» SUPPLIED DATA
== == ==
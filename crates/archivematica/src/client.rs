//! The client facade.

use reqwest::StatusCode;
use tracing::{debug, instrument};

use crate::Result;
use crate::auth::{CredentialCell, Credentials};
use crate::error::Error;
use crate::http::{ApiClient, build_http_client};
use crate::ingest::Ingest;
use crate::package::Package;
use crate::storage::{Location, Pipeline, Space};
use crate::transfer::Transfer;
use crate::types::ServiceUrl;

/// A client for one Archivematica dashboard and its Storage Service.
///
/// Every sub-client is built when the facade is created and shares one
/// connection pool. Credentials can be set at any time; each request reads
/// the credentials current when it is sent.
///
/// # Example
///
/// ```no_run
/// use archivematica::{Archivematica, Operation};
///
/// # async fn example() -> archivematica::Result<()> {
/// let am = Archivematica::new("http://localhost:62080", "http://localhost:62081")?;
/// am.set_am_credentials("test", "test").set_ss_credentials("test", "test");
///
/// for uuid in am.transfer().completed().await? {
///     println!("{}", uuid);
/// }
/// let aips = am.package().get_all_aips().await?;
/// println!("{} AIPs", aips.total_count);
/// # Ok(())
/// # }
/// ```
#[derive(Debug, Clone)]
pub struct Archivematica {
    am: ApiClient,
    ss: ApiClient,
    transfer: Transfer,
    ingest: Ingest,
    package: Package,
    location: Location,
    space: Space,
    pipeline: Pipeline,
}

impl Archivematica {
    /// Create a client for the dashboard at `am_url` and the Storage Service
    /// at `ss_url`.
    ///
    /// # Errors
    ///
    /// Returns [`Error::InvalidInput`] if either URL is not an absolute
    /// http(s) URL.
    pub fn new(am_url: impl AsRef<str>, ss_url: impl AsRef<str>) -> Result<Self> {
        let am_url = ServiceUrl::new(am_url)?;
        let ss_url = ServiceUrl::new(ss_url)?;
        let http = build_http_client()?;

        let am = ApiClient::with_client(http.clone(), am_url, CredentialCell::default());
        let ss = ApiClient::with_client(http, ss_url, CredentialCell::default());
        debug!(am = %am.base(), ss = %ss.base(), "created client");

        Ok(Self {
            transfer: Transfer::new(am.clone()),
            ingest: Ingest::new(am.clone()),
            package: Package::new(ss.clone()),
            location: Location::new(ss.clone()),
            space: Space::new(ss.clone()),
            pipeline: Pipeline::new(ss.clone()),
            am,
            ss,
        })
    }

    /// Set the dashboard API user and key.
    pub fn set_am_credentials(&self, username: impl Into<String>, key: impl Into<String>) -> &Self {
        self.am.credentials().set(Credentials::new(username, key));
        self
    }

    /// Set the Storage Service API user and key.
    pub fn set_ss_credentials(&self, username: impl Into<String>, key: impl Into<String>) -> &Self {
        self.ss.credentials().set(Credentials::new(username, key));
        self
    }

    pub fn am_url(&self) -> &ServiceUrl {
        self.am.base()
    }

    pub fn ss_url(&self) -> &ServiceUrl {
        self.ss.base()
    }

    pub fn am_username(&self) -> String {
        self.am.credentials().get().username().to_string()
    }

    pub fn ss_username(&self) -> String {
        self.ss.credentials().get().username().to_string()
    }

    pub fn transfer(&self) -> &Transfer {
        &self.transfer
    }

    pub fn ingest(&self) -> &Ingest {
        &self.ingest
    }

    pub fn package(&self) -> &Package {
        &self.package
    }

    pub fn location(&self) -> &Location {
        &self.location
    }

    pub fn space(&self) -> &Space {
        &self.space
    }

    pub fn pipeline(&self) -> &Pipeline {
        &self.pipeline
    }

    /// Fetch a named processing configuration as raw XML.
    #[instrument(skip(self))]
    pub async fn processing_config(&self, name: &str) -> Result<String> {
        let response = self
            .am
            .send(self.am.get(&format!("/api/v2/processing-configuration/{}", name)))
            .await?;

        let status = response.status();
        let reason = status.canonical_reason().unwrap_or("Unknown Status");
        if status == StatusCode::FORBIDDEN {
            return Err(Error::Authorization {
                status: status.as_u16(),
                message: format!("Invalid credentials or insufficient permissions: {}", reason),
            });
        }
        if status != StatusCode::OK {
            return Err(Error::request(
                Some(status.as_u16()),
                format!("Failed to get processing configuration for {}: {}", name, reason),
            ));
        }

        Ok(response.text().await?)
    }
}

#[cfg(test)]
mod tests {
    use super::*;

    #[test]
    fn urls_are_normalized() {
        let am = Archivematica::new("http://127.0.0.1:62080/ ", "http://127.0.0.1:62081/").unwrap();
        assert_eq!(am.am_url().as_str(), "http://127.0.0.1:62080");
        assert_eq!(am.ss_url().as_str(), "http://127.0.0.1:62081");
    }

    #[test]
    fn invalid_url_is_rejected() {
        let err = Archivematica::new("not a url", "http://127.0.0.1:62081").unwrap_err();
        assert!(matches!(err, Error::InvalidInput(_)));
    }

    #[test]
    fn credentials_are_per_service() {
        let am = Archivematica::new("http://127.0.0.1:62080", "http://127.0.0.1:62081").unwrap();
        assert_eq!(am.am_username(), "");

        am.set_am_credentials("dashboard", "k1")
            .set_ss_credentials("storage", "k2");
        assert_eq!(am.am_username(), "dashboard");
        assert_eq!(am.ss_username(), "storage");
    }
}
== == ==
» ASSIGNED TASK
All of the records go in your answer, copied exactly.

» WRITTEN RESPONSE
filename crates/archivematica/src/client.rs
//! The client facade.

use reqwest::StatusCode;
use tracing::{debug, instrument};

use crate::Result;
use crate::auth::{CredentialCell, Credentials};
use crate::error::Error;
use crate::http::{ApiClient, build_http_client};
use crate::ingest::Ingest;
use crate::package::Package;
use crate::storage::{Location, Pipeline, Space};
use crate::transfer::Transfer;
use crate::types::ServiceUrl;

/// A client for one Archivematica dashboard and its Storage Service.
///
/// Every sub-client is built when the facade is created and shares one
/// connection pool. Credentials can be set at any time; each request reads
/// the credentials current when it is sent.
///
/// # Example
///
/// ```no_run
/// use archivematica::{Archivematica, Operation};
///
/// # async fn example() -> archivematica::Result<()> {
/// let am = Archivematica::new("http://localhost:62080", "http://localhost:62081")?;
/// am.set_am_credentials("test", "test").set_ss_credentials("test", "test");
///
/// for uuid in am.transfer().completed().await? {
///     println!("{}", uuid);
/// }
/// let aips = am.package().get_all_aips().await?;
/// println!("{} AIPs", aips.total_count);
/// # Ok(())
/// # }
/// ```
#[derive(Debug, Clone)]
pub struct Archivematica {
    am: ApiClient,
    ss: ApiClient,
    transfer: Transfer,
    ingest: Ingest,
    package: Package,
    location: Location,
    space: Space,
    pipeline: Pipeline,
}

impl Archivematica {
    /// Create a client for the dashboard at `am_url` and the Storage Service
    /// at `ss_url`.
    ///
    /// # Errors
    ///
    /// Returns [`Error::InvalidInput`] if either URL is not an absolute
    /// http(s) URL.
    pub fn new(am_url: impl AsRef<str>, ss_url: impl AsRef<str>) -> Result<Self> {
        let am_url = ServiceUrl::new(am_url)?;
        let ss_url = ServiceUrl::new(ss_url)?;
        let http = build_http_client()?;

        let am = ApiClient::with_client(http.clone(), am_url, CredentialCell::default());
        let ss = ApiClient::with_client(http, ss_url, CredentialCell::default());
        debug!(am = %am.base(), ss = %ss.base(), "created client");

        Ok(Self {
            transfer: Transfer::new(am.clone()),
            ingest: Ingest::new(am.clone()),
            package: Package::new(ss.clone()),
            location: Location::new(ss.clone()),
            space: Space::new(ss.clone()),
            pipeline: Pipeline::new(ss.clone()),
            am,
            ss,
        })
    }

    /// Set the dashboard API user and key.
    pub fn set_am_credentials(&self, username: impl Into<String>, key: impl Into<String>) -> &Self {
        self.am.credentials().set(Credentials::new(username, key));
        self
    }

    /// Set the Storage Service API user and key.
    pub fn set_ss_credentials(&self, username: impl Into<String>, key: impl Into<String>) -> &Self {
        self.ss.credentials().set(Credentials::new(username, key));
        self
    }

    pub fn am_url(&self) -> &ServiceUrl {
        self.am.base()
    }

    pub fn ss_url(&self) -> &ServiceUrl {
        self.ss.base()
    }

    pub fn am_username(&self) -> String {
        self.am.credentials().get().username().to_string()
    }

    pub fn ss_username(&self) -> String {
        self.ss.credentials().get().username().to_string()
    }

    pub fn transfer(&self) -> &Transfer {
        &self.transfer
    }

    pub fn ingest(&self) -> &Ingest {
        &self.ingest
    }

    pub fn package(&self) -> &Package {
        &self.package
    }

    pub fn location(&self) -> &Location {
        &self.location
    }

    pub fn space(&self) -> &Space {
        &self.space
    }

    pub fn pipeline(&self) -> &Pipeline {
        &self.pipeline
    }

    /// Fetch a named processing configuration as raw XML.
    #[instrument(skip(self))]
    pub async fn processing_config(&self, name: &str) -> Result<String> {
        let response = self
            .am
            .send(self.am.get(&format!("/api/v2/processing-configuration/{}", name)))
            .await?;

        let status = response.status();
        let reason = status.canonical_reason().unwrap_or("Unknown Status");
        if status == StatusCode::FORBIDDEN {
            return Err(Error::Authorization {
                status: status.as_u16(),
                message: format!("Invalid credentials or insufficient permissions: {}", reason),
            });
        }
        if status != StatusCode::OK {
            return Err(Error::request(
                Some(status.as_u16()),
                format!("Failed to get processing configuration for {}: {}", name, reason),
            ));
        }

        Ok(response.text().await?)
    }
}

#[cfg(test)]
mod tests {
    use super::*;

    #[test]
    fn urls_are_normalized() {
        let am = Archivematica::new("http://127.0.0.1:62080/ ", "http://127.0.0.1:62081/").unwrap();
        assert_eq!(am.am_url().as_str(), "http://127.0.0.1:62080");
        assert_eq!(am.ss_url().as_str(), "http://127.0.0.1:62081");
    }

    #[test]
    fn invalid_url_is_rejected() {
        let err = Archivematica::new("not a url", "http://127.0.0.1:62081").unwrap_err();
        assert!(matches!(err, Error::InvalidInput(_)));
    }

    #[test]
    fn credentials_are_per_service() {
        let am = Archivematica::new("http://127.0.0.1:62080", "http://127.0.0.1:62081").unwrap();
        assert_eq!(am.am_username(), "");

        am.set_am_credentials("dashboard", "k1")
            .set_ss_credentials("storage", "k2");
        assert_eq!(am.am_username(), "dashboard");
        assert_eq!(am.ss_username(), "storage");
    }
}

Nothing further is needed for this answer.